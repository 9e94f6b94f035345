//! OpenAPI schema validation and typed unmarshaling.
//!
//! Walks a schema and an untyped JSON instance in lockstep: the instance is
//! validated first (Draft 4 plus OpenAPI's `nullable`), then converted into a
//! [`TypedValue`] tree where registered formats such as `date` become real
//! dates.
//!
//! Composition keywords are honoured during conversion: `allOf` merges
//! object results with earlier sub-schemas taking priority, `oneOf`/`anyOf`
//! take the first alternative that validates.

pub mod config;
pub mod error;
pub mod formats;
pub mod path;
pub mod rewrite;
pub mod unmarshaler;
pub mod validator;
pub mod value;
pub mod violation;

pub use config::UnmarshalerConfig;
pub use error::{Result, SchemaError, ValidationError};
pub use formats::{Format, FormatRegistry};
pub use path::{ErrorPath, PathSegment};
pub use unmarshaler::SchemaUnmarshaler;
pub use validator::SchemaValidator;
pub use value::TypedValue;
pub use violation::Violation;
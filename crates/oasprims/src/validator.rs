use oasprims_message::{Request, Response, UnmarshaledRequest};
use oasprims_schema::{FormatRegistry, SchemaUnmarshaler, UnmarshalerConfig};
use oasprims_spec::{Operation, Spec};
use serde_json::Value;
use tracing::debug;

use crate::error::{OasError, Result};

/// Validates requests and responses against one OpenAPI document.
///
/// Immutable after construction; share it behind an `Arc` across request
/// handlers.
#[derive(Debug, Clone)]
pub struct OasValidator {
    spec: Spec,
    unmarshaler: SchemaUnmarshaler,
}

impl OasValidator {
    /// Validator with the built-in formats and default config.
    pub fn new(spec: Spec) -> Self {
        Self::with_unmarshaler(spec, SchemaUnmarshaler::new())
    }

    pub fn with_unmarshaler(spec: Spec, unmarshaler: SchemaUnmarshaler) -> Self {
        Self { spec, unmarshaler }
    }

    /// Index `document` and build a validator with the given formats and config.
    pub fn from_document(
        document: Value,
        formats: FormatRegistry,
        config: UnmarshalerConfig,
    ) -> Result<Self> {
        let spec = Spec::from_value(document)?;
        Ok(Self::with_unmarshaler(
            spec,
            SchemaUnmarshaler::with_config(formats, config),
        ))
    }

    pub fn spec(&self) -> &Spec {
        &self.spec
    }

    pub fn unmarshaler(&self) -> &SchemaUnmarshaler {
        &self.unmarshaler
    }

    /// Resolve the request's operation and unmarshal its parameters and body.
    pub fn unmarshal_request<R>(&self, request: &R) -> Result<UnmarshaledRequest>
    where
        R: Request + ?Sized,
    {
        let uri_template = request.uri_template().ok_or(OasError::Unrouted)?;
        let operation = self.operation(uri_template, request.method(), request.media_type())?;

        oasprims_message::unmarshal_request(&self.unmarshaler, request, operation.definition())
            .map_err(|err| {
                debug!(uri_template, method = request.method(), error = %err, "request failed validation");
                err.into()
            })
    }

    /// Resolve the operation a response answers and validate the response.
    pub fn validate_response<R>(&self, uri_template: &str, method: &str, response: &R) -> Result<()>
    where
        R: Response + ?Sized,
    {
        let operation = self.operation(uri_template, method, response.media_type())?;

        oasprims_message::validate_response(&self.unmarshaler, response, operation.definition())
            .map_err(|err| {
                debug!(uri_template, method, error = %err, "response failed validation");
                err.into()
            })
    }

    fn operation(
        &self,
        uri_template: &str,
        method: &str,
        media_type: Option<&str>,
    ) -> Result<&Operation> {
        Ok(self.spec.get_operation(uri_template, method, media_type)?)
    }
}
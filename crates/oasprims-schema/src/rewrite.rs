//! Schema rewrites applied before compilation.
//!
//! The JSON Schema engine speaks Draft 4, which has no `nullable`. Rather
//! than replacing its `type` and `enum` keywords, the compiled copy of each
//! schema widens them: a schema carrying `nullable: true` accepts `"null"` as
//! a type and `null` as an enum member. Paths are unchanged by the rewrite,
//! so violations still point into the original schema.

use serde_json::{Map, Value};

/// Produce the schema the validator actually compiles.
pub fn prepare(schema: &Value, strict_mode: bool) -> Value {
    let mut prepared = schema.clone();
    apply_nullable(&mut prepared);
    if strict_mode {
        apply_strict_mode(&mut prepared);
    }
    prepared
}

/// Widen `type`/`enum` with null wherever `nullable: true` is declared.
pub fn apply_nullable(value: &mut Value) {
    visit_schemas(value, &mut |map| {
        if !matches!(map.get("nullable"), Some(Value::Bool(true))) {
            return;
        }

        if let Some(kind) = map.get_mut("type") {
            match kind {
                Value::String(name) if name.as_str() != "null" => {
                    let name = std::mem::take(name);
                    *kind = Value::Array(vec![Value::String(name), Value::String("null".into())]);
                }
                Value::Array(kinds) => {
                    if !kinds.iter().any(|k| k == "null") {
                        kinds.push(Value::String("null".into()));
                    }
                }
                _ => {}
            }
        }

        if let Some(Value::Array(members)) = map.get_mut("enum") {
            if !members.iter().any(Value::is_null) {
                members.push(Value::Null);
            }
        }
    });
}

/// Close object schemas that leave `additionalProperties` unspecified.
pub fn apply_strict_mode(value: &mut Value) {
    visit_schemas(value, &mut |map| {
        if is_object_schema(map) && !map.contains_key("additionalProperties") {
            map.insert("additionalProperties".to_string(), Value::Bool(false));
        }
    });
}

/// Call `visit` on every schema object reachable through Draft 4 keywords,
/// parents before children.
fn visit_schemas(value: &mut Value, visit: &mut dyn FnMut(&mut Map<String, Value>)) {
    match value {
        Value::Object(map) => {
            visit(map);
            recurse_children(map, visit);
        }
        Value::Array(items) => {
            for item in items {
                visit_schemas(item, visit);
            }
        }
        _ => {}
    }
}

fn recurse_children(map: &mut Map<String, Value>, visit: &mut dyn FnMut(&mut Map<String, Value>)) {
    recurse_map_schemas(map, "properties", visit);
    recurse_map_schemas(map, "patternProperties", visit);
    recurse_map_schemas(map, "definitions", visit);
    recurse_map_schemas(map, "dependencies", visit);

    recurse_single_schema(map, "additionalProperties", visit);
    recurse_single_schema(map, "items", visit);
    recurse_single_schema(map, "additionalItems", visit);
    recurse_single_schema(map, "not", visit);

    recurse_single_schema(map, "allOf", visit);
    recurse_single_schema(map, "anyOf", visit);
    recurse_single_schema(map, "oneOf", visit);
}

fn recurse_map_schemas(
    map: &mut Map<String, Value>,
    key: &str,
    visit: &mut dyn FnMut(&mut Map<String, Value>),
) {
    if let Some(Value::Object(obj)) = map.get_mut(key) {
        for value in obj.values_mut() {
            // `dependencies` may also hold property-name arrays.
            if value.is_object() {
                visit_schemas(value, visit);
            }
        }
    }
}

fn recurse_single_schema(
    map: &mut Map<String, Value>,
    key: &str,
    visit: &mut dyn FnMut(&mut Map<String, Value>),
) {
    if let Some(value) = map.get_mut(key) {
        visit_schemas(value, visit);
    }
}

fn is_object_schema(map: &Map<String, Value>) -> bool {
    match map.get("type") {
        Some(Value::String(kind)) => kind == "object",
        Some(Value::Array(items)) => items
            .iter()
            .any(|item| matches!(item, Value::String(kind) if kind == "object")),
        _ => map.contains_key("properties"),
    }
}

#[cfg(test)]
mod tests {
    use serde_json::json;

    use super::*;

    #[test]
    fn nullable_widens_type_and_enum() {
        let prepared = prepare(
            &json!({"type": "string", "enum": ["a", "b"], "nullable": true}),
            false,
        );
        assert_eq!(
            prepared,
            json!({"type": ["string", "null"], "enum": ["a", "b", null], "nullable": true})
        );
    }

    #[test]
    fn nullable_reaches_nested_schemas() {
        let prepared = prepare(
            &json!({
                "type": "object",
                "properties": {
                    "tags": {"type": "array", "items": {"type": "integer", "nullable": true}}
                },
                "oneOf": [{"type": "boolean", "nullable": true}]
            }),
            false,
        );

        assert_eq!(
            prepared["properties"]["tags"]["items"]["type"],
            json!(["integer", "null"])
        );
        assert_eq!(prepared["oneOf"][0]["type"], json!(["boolean", "null"]));
        assert_eq!(prepared["type"], json!("object"));
    }

    #[test]
    fn non_nullable_and_existing_null_are_left_alone() {
        let schema = json!({"type": ["string", "null"], "nullable": true});
        assert_eq!(prepare(&schema, false), schema);

        let schema = json!({"type": "string", "nullable": false});
        assert_eq!(prepare(&schema, false), schema);
    }

    #[test]
    fn strict_mode_closes_objects_without_overriding() {
        let prepared = prepare(
            &json!({
                "type": "object",
                "properties": {
                    "open": {"type": "object", "additionalProperties": true},
                    "nested": {"properties": {"v": {"type": "integer"}}}
                }
            }),
            true,
        );

        assert_eq!(prepared["additionalProperties"], json!(false));
        assert_eq!(prepared["properties"]["open"]["additionalProperties"], json!(true));
        assert_eq!(
            prepared["properties"]["nested"]["additionalProperties"],
            json!(false)
        );
    }
}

○ ○ ○ ○ ○

→ **What is being asked**: Only one span is wanted. It runs from the first line of the listing through the line with "object results with", and each line must match exactly.

→ **Reply to the task**:
repository 9e94f6b94f035345
//! OpenAPI schema validation and typed unmarshaling.
//!
//! Walks a schema and an untyped JSON instance in lockstep: the instance is
//! validated first (Draft 4 plus OpenAPI's `nullable`), then converted into a
//! [`TypedValue`] tree where registered formats such as `date` become real
//! dates.
//!
//! Composition keywords are honoured during conversion: `allOf` merges
//! object results with earlier sub-schemas taking priority, `oneOf`/`anyOf`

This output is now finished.